[[ DATA EXTRACT open ]]

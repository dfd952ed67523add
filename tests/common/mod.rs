//! Shared fixtures for integration tests.
//!
//! Each test gets its own migrated SQLite file in a temporary directory.
//! PostgreSQL tests get their own schema on the server named by
//! `TEST_POSTGRES_URL` and are skipped when it is not set.

#![allow(dead_code)]

use chrono::NaiveDate;
use f3_data_models::db::run_migrations;
use f3_data_models::models::{Event, Location, Org, User};
use f3_data_models::{DatabaseSettings, DbManager, SessionProvider};
use std::ops::Deref;
use std::sync::Arc;
use tempfile::TempDir;

/// Org type ids as seeded.
pub const AO: i64 = 1;
pub const REGION: i64 = 2;
pub const AREA: i64 = 3;
pub const SECTOR: i64 = 4;
pub const NATION: i64 = 5;

pub struct TestDb {
    pub manager: DbManager,
    _dir: Option<TempDir>,
    /// Server URL and the schema created for this test.
    postgres: Option<(String, String)>,
}

impl Deref for TestDb {
    type Target = DbManager;

    fn deref(&self) -> &DbManager {
        &self.manager
    }
}

/// Create a migrated, seeded SQLite database.
pub async fn setup() -> TestDb {
    let dir = tempfile::tempdir().unwrap();
    let url = format!("sqlite:{}", dir.path().join("f3.db").display());
    let provider = Arc::new(SessionProvider::new(DatabaseSettings::with_url(url)));
    let pool = provider.get_engine().await.unwrap();
    run_migrations(&pool).await.unwrap();

    TestDb {
        manager: DbManager::new(provider),
        _dir: Some(dir),
        postgres: None,
    }
}

/// Create a migrated, seeded schema on the PostgreSQL server named by
/// `TEST_POSTGRES_URL`, or `None` when the variable is not set.
pub async fn setup_postgres() -> Option<TestDb> {
    let server_url = match std::env::var("TEST_POSTGRES_URL") {
        Ok(url) => url,
        Err(_) => {
            eprintln!("Skipping test: TEST_POSTGRES_URL not set");
            return None;
        }
    };

    let schema = format!("f3_test_{}", uuid::Uuid::new_v4().simple());
    let admin = sqlx::PgPool::connect(&server_url).await.unwrap();
    sqlx::query(&format!("CREATE SCHEMA {}", schema))
        .execute(&admin)
        .await
        .unwrap();
    admin.close().await;

    let mut url = url::Url::parse(&server_url).unwrap();
    url.query_pairs_mut()
        .append_pair("options", &format!("-c search_path={}", schema));
    let provider = Arc::new(SessionProvider::new(DatabaseSettings::with_url(url.to_string())));
    let pool = provider.get_engine().await.unwrap();
    run_migrations(&pool).await.unwrap();

    Some(TestDb {
        manager: DbManager::new(provider),
        _dir: None,
        postgres: Some((server_url, schema)),
    })
}

impl TestDb {
    /// Close the pool and drop the test schema, if any.
    pub async fn teardown(self) {
        self.manager.provider().dispose().await;
        if let Some((server_url, schema)) = self.postgres {
            let admin = sqlx::PgPool::connect(&server_url).await.unwrap();
            sqlx::query(&format!("DROP SCHEMA {} CASCADE", schema))
                .execute(&admin)
                .await
                .unwrap();
            admin.close().await;
        }
    }
}

pub fn date(y: i32, m: u32, d: u32) -> NaiveDate {
    NaiveDate::from_ymd_opt(y, m, d).unwrap()
}

pub async fn create_org(db: &DbManager, name: &str, org_type_id: i64, parent_id: Option<i64>) -> Org {
    db.create_record(&Org {
        name: name.to_string(),
        org_type_id,
        parent_id,
        is_active: true,
        ..Org::default()
    })
    .await
    .unwrap()
}

pub async fn create_location(db: &DbManager, org: &Org, name: &str) -> Location {
    db.create_record(&Location {
        org_id: org.id,
        name: name.to_string(),
        is_active: true,
        lat: Some(35.2271),
        lon: Some(-80.8431),
        ..Location::default()
    })
    .await
    .unwrap()
}

pub async fn create_event(db: &DbManager, org: &Org, location: Option<&Location>, name: &str) -> Event {
    db.create_record(&Event {
        org_id: org.id,
        location_id: location.map(|l| l.id),
        name: name.to_string(),
        is_active: true,
        start_date: date(2024, 3, 1),
        ..Event::default()
    })
    .await
    .unwrap()
}

pub async fn create_user(db: &DbManager, f3_name: &str) -> User {
    db.create_record(&User {
        f3_name: Some(f3_name.to_string()),
        email: format!("{}@example.com", f3_name.to_lowercase()),
        ..User::default()
    })
    .await
    .unwrap()
}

[[ DATA EXTRACT closed ]]

▶ EXERCISE INSTRUCTIONS
All that belongs in the answer is the lines from the start of the entries above through the line containing "the server named by", each given exactly.

▶ SOLVED PROBLEM
repository dfd952ed67523add
filename tests/common/mod.rs
//! Shared fixtures for integration tests.
//!
//! Each test gets its own migrated SQLite file in a temporary directory.
//! PostgreSQL tests get their own schema on the server named by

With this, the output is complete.